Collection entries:
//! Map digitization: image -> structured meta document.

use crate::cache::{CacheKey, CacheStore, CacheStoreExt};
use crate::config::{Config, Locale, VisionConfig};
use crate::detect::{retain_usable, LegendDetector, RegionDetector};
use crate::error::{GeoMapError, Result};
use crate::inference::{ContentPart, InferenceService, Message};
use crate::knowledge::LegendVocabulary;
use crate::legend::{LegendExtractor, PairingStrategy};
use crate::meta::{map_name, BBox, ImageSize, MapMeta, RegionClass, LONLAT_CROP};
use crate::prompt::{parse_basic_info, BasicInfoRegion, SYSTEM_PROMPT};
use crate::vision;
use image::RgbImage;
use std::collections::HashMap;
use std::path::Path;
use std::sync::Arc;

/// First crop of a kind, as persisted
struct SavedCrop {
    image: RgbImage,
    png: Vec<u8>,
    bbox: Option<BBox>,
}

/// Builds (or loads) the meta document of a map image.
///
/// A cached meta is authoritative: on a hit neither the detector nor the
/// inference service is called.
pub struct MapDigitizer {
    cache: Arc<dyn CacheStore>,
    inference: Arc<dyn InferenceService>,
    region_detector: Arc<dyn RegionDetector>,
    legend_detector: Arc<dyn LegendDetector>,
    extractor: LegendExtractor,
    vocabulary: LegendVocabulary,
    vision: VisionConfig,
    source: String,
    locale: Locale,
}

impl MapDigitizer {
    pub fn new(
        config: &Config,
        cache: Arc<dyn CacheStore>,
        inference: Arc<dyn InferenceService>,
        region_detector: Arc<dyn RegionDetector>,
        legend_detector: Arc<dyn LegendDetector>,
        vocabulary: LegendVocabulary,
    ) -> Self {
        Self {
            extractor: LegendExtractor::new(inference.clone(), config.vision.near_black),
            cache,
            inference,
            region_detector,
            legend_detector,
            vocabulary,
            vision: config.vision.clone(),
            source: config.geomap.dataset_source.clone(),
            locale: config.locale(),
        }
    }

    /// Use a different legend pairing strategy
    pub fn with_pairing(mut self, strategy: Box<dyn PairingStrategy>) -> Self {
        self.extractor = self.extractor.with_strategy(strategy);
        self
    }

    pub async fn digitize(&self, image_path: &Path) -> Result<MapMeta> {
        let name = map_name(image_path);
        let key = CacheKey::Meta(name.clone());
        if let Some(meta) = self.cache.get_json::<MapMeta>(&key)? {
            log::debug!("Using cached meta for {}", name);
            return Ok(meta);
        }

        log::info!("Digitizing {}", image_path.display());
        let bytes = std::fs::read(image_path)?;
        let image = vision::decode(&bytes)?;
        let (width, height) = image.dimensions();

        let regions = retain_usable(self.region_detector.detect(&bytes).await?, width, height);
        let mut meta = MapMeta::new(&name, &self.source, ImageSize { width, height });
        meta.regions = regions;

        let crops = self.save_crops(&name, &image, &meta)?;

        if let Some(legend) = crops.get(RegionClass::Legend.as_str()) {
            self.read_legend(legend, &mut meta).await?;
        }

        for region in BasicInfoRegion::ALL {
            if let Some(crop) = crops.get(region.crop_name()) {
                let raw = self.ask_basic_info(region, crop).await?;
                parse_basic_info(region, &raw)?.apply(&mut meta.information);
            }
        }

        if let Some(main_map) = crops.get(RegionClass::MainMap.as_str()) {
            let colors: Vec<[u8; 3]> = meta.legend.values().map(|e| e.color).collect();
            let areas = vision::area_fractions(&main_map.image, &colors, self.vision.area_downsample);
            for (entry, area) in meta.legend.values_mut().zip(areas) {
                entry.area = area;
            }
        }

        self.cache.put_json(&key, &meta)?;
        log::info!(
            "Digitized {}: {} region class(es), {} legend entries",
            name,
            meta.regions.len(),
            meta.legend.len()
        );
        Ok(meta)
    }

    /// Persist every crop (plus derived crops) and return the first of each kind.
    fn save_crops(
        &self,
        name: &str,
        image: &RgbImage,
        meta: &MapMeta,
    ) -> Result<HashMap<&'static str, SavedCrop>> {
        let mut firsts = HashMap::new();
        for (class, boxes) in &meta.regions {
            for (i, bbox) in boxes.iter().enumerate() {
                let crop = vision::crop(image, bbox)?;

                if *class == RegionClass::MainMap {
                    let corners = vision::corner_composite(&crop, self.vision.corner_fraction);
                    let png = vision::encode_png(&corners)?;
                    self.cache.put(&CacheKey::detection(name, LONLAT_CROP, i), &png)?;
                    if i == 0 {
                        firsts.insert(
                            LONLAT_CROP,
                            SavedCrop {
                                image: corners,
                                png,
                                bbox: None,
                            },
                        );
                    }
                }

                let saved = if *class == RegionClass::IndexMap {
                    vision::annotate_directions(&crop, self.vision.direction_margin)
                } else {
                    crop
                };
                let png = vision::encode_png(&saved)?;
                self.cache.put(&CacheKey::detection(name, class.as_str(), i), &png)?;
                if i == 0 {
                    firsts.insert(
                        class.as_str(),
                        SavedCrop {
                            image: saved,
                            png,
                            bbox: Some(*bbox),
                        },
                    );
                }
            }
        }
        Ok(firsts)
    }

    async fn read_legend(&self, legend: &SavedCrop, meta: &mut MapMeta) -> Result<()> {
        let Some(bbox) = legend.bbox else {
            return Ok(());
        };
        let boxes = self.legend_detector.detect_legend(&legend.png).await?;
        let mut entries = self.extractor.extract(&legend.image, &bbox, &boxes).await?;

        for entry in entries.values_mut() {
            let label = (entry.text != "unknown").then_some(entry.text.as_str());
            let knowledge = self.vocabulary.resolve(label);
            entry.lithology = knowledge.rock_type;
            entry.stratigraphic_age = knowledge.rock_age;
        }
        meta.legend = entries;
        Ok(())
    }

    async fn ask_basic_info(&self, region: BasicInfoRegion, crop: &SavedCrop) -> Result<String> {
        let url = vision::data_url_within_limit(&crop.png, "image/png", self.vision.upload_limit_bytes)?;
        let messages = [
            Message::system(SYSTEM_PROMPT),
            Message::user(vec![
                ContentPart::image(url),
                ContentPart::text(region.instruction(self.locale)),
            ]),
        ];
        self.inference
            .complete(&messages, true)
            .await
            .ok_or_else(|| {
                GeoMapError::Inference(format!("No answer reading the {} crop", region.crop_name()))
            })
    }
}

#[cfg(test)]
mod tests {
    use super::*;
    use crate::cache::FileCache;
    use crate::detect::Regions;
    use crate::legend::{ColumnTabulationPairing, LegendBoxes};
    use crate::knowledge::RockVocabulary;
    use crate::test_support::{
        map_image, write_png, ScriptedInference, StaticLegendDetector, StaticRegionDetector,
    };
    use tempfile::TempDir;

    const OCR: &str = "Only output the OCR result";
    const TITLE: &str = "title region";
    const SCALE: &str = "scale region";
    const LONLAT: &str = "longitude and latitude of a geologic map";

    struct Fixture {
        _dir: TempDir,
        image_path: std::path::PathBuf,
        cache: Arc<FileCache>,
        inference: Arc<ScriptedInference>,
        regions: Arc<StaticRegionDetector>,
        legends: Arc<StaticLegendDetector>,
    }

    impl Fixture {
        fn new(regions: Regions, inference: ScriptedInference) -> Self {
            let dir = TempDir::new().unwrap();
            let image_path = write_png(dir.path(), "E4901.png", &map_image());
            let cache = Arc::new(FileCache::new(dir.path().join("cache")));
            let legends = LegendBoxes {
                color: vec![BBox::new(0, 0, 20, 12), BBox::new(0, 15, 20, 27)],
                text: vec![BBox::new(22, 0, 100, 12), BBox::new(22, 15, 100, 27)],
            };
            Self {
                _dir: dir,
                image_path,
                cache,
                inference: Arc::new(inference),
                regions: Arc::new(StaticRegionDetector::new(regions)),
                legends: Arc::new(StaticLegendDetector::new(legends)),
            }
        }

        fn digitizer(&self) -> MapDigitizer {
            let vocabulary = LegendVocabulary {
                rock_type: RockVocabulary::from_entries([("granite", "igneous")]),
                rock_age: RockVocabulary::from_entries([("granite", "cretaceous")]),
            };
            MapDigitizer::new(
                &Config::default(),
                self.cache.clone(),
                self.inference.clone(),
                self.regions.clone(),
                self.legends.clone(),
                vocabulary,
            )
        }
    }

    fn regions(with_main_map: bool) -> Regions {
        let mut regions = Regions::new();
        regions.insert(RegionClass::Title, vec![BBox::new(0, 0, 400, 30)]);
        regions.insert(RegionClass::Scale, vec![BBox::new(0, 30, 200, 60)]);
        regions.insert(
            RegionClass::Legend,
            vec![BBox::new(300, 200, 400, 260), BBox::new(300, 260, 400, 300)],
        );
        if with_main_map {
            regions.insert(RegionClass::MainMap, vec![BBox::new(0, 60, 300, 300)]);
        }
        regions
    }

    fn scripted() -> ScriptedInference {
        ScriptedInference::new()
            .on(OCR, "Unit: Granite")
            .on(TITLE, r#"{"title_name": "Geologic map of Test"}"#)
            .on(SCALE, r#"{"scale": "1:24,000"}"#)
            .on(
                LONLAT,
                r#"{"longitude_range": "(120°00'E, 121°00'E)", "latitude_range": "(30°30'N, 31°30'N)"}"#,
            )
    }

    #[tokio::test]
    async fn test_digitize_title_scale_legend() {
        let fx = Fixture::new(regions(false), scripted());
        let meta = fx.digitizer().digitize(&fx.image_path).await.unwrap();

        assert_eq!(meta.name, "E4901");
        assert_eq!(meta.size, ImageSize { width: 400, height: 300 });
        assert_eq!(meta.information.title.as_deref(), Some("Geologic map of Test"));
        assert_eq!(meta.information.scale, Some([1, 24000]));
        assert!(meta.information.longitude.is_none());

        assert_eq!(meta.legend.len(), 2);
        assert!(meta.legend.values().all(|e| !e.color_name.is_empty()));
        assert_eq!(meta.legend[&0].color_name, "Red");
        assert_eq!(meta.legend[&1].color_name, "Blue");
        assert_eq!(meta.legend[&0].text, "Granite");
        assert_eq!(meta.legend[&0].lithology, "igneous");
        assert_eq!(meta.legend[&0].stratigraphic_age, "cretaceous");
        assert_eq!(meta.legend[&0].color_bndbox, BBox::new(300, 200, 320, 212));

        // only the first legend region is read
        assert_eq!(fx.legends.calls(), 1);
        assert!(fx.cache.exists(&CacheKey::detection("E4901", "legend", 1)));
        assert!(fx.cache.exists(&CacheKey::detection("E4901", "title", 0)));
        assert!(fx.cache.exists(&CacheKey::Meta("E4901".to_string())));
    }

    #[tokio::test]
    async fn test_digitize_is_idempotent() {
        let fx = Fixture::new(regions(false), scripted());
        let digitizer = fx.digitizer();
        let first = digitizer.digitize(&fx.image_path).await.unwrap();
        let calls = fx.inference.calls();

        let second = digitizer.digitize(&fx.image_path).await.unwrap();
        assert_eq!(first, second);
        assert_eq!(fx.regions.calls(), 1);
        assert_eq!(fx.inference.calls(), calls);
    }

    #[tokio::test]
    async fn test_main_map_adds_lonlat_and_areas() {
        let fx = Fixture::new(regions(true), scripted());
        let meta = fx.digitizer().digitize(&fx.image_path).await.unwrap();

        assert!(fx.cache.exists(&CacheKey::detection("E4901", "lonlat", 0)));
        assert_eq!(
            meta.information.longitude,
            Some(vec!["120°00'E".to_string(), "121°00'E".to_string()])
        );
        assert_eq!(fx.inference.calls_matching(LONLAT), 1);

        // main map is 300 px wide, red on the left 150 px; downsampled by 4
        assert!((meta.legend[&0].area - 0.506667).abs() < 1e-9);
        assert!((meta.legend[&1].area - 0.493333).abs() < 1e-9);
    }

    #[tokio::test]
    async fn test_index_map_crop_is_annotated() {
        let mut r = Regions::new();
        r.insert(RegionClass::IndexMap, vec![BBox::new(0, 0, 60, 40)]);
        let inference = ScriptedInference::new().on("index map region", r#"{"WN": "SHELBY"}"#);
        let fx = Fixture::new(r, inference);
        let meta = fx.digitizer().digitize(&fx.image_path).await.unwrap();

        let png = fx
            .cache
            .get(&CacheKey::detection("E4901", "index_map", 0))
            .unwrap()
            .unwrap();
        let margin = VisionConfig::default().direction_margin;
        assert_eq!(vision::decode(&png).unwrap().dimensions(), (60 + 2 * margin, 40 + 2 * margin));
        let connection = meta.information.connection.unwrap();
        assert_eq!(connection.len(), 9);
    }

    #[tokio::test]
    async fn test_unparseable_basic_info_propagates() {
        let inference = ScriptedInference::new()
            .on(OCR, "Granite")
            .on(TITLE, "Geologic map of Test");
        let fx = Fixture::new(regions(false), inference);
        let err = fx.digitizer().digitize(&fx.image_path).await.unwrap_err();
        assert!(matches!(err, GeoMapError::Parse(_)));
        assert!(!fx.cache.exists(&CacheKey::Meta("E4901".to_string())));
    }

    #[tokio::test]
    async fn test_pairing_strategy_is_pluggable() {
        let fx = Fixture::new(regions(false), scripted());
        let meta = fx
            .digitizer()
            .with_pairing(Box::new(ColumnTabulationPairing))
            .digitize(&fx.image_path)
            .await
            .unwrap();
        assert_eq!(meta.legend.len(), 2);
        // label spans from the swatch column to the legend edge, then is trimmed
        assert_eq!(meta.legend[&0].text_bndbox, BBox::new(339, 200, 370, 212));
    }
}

◆ Required work
After reading the records above, give the number of lines that include "clone", and add nothing else.

◆ Response to the exercise
8